To test the existence of an astigmatic-blur-related attentional anisotropy, myopic subjects with various levels of astigmatism, but identical astigmatism axis was recruited, ensuring that all the subjects had the greatest blur along the same meridian. It was hypothesized that : 1) Attention to orientation selectively increases foveal resolution to the attended meridian, enabling separate compensation of horizontal and vertical blurred acuity (ie, meridional blur); and 2) attentional modulation is superior to the predominant blurred meridian. The study revealed that attention orientation produces both selective and global enhancements of meridional performance. For resolution acuity, global attention enhancement coincided with a preferential attention orientation, which varied with the amount of individual defocus. In agreement with a meridional attention compensation of blur, differential attention-related modulations between horizontal and vertical blurred acuity were found for both reaction time and resolution acuity. Astigmatism was found to reduce attention effect and asymmetry, highlighting possible attentional deficits with higher astigmatism.

Methods

Subjects

Visually corrected astigmatic subjects (Snellen equivalent > 20/20 in the tested eye) with various levels of refractive errors (Sphere: −3.47 ± 1.35D, Cylinder: −1.72 ± 0.78D) were recruited from a pool of thirty optometrist students, who underwent both subjective and objective refraction using an open-autorefractor (Shin-Nippon NVision-K 5001, Rexxam Co., Ltd., Kagawa, Japan). Given the limited proportion of low-moderate myopic young adults with WTR astigmatism in Hong Kong (>28% in the age range of 21–30 years, including hyperopes and high myopes),13 of the thirty potential participants, only nine subjects (Table 1, four males and five females, aged 21–24) matched the eligibility criteria: (1) spherical error: −0.50 D to −5.50 D; (2) cylindrical error < −0.75 D; (3) cylindrical axis: 180 ± 20 in the dominant eye; (4) anisometropia ≤2 D; (5) absence of ocular and systemic diseases; strabismus, or amblyopia treatment; and (6) no history of myopic control treatment. Given that all the subjects were compound myopes having WTR astigmatism, the most defocused meridian was near the vertical, where optical resolution is poorer.
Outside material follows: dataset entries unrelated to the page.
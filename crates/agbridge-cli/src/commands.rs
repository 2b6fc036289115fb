use crate::args::{Cli, Commands, ProvidersCommand, SessionsCommand};
use crate::handlers;
use agbridge_core::resolve_data_dir;
use agbridge_runtime::{Config, SessionFacade};
use anyhow::Result;

pub fn run(cli: Cli) -> Result<()> {
    let data_dir = resolve_data_dir(cli.data_dir.as_deref())?;
    let config_path = data_dir.join("config.toml");
    let format = cli.format;

    match cli.command {
        Commands::Providers { command } => match command {
            ProvidersCommand::List => {
                let config = Config::load_from(&config_path)?;
                handlers::providers::list(&config, format)
            }
            ProvidersCommand::Detect => handlers::providers::detect(&config_path, format),
        },

        Commands::Sessions { command } => {
            let config = Config::load_from(&config_path)?;
            let facade = SessionFacade::from_config(&config, &data_dir);

            match command {
                SessionsCommand::List {
                    agent,
                    limit,
                    offset,
                } => handlers::sessions::list(&facade, agent, limit, offset, format),
                SessionsCommand::Show { id, agent } => {
                    handlers::sessions::show(&facade, &id, agent, format)
                }
                SessionsCommand::Search {
                    query,
                    agent,
                    regex,
                    ignore_case,
                } => handlers::sessions::search(&facade, &query, agent, regex, ignore_case, format),
                SessionsCommand::Rename { id, name } => {
                    handlers::sessions::rename(&facade, &id, &name)
                }
                SessionsCommand::ClearName { id } => handlers::sessions::clear_name(&facade, &id),
                SessionsCommand::Delete { id, agent } => {
                    handlers::sessions::delete(&facade, &id, agent, format)
                }
                SessionsCommand::Recent => handlers::sessions::recent(&facade, format),
            }
        }

        Commands::Chat(args) => {
            let config = Config::load_from(&config_path)?;
            let facade = SessionFacade::from_config(&config, &data_dir);
            handlers::chat::handle(config, facade, args, format)
        }
    }
}
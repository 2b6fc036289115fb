use agbridge_types::AgentType;
use clap::{Args, Parser, Subcommand, ValueEnum};
use std::path::PathBuf;

#[derive(Parser, Debug)]
#[command(name = "agbridge")]
#[command(about = "List, replay, search and chat with AI coding-agent sessions", long_about = None)]
#[command(version)]
pub struct Cli {
    /// Data directory (default: $AGBRIDGE_PATH, then the system data dir)
    #[arg(long, global = true)]
    pub data_dir: Option<String>,

    #[arg(long, value_enum, default_value = "plain", global = true)]
    pub format: OutputFormat,

    #[arg(long, default_value = "warn", global = true)]
    pub log_level: String,

    #[command(subcommand)]
    pub command: Commands,
}

#[derive(Debug, Clone, Copy, PartialEq, Eq, ValueEnum)]
pub enum OutputFormat {
    Plain,
    Json,
}

#[derive(Subcommand, Debug)]
pub enum Commands {
    #[command(about = "Browse and manage stored sessions")]
    Sessions {
        #[command(subcommand)]
        command: SessionsCommand,
    },

    #[command(about = "Show or detect backend storage locations")]
    Providers {
        #[command(subcommand)]
        command: ProvidersCommand,
    },

    #[command(about = "Chat with a backend; reads turns from stdin when no message is given")]
    Chat(ChatArgs),
}

#[derive(Subcommand, Debug)]
pub enum SessionsCommand {
    #[command(about = "List sessions, newest first")]
    List {
        #[arg(long)]
        agent: Option<AgentType>,

        #[arg(long, default_value = "50")]
        limit: usize,

        #[arg(long, default_value = "0")]
        offset: usize,
    },

    #[command(about = "Print a session's messages")]
    Show {
        id: String,

        #[arg(long)]
        agent: Option<AgentType>,
    },

    #[command(about = "Search session contents")]
    Search {
        query: String,

        #[arg(long)]
        agent: Option<AgentType>,

        /// Treat the query as a regular expression
        #[arg(long)]
        regex: bool,

        #[arg(short = 'i', long)]
        ignore_case: bool,
    },

    #[command(about = "Set a display name")]
    Rename { id: String, name: String },

    #[command(about = "Remove a display name")]
    ClearName { id: String },

    #[command(about = "Delete a session from backend storage")]
    Delete {
        id: String,

        #[arg(long)]
        agent: Option<AgentType>,
    },

    #[command(about = "Recently opened sessions")]
    Recent,
}

#[derive(Subcommand, Debug)]
pub enum ProvidersCommand {
    #[command(about = "Show enabled backends and their storage roots")]
    List,

    #[command(about = "Detect backends on this host and write config.toml")]
    Detect,
}

#[derive(Args, Debug)]
pub struct ChatArgs {
    #[arg(long, default_value = "cli-transcript")]
    pub agent: AgentType,

    /// Resume this backend session
    #[arg(long)]
    pub session: Option<String>,

    #[arg(long)]
    pub model: Option<String>,

    /// Working directory for the backend
    #[arg(long)]
    pub cwd: Option<PathBuf>,

    pub message: Vec<String>,
}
The sample size was chosen to provide a representative range of refractive errors in compound myopic astigmatism and achieve a statistically significant effect of attention. The experimental procedures were approved by the human ethics committee of The Hong Kong Polytechnic University (HSEARS20170103003), and the research was conducted according to the principles expressed in the Declaration of Helsinki. Written informed consent was obtained from each participant.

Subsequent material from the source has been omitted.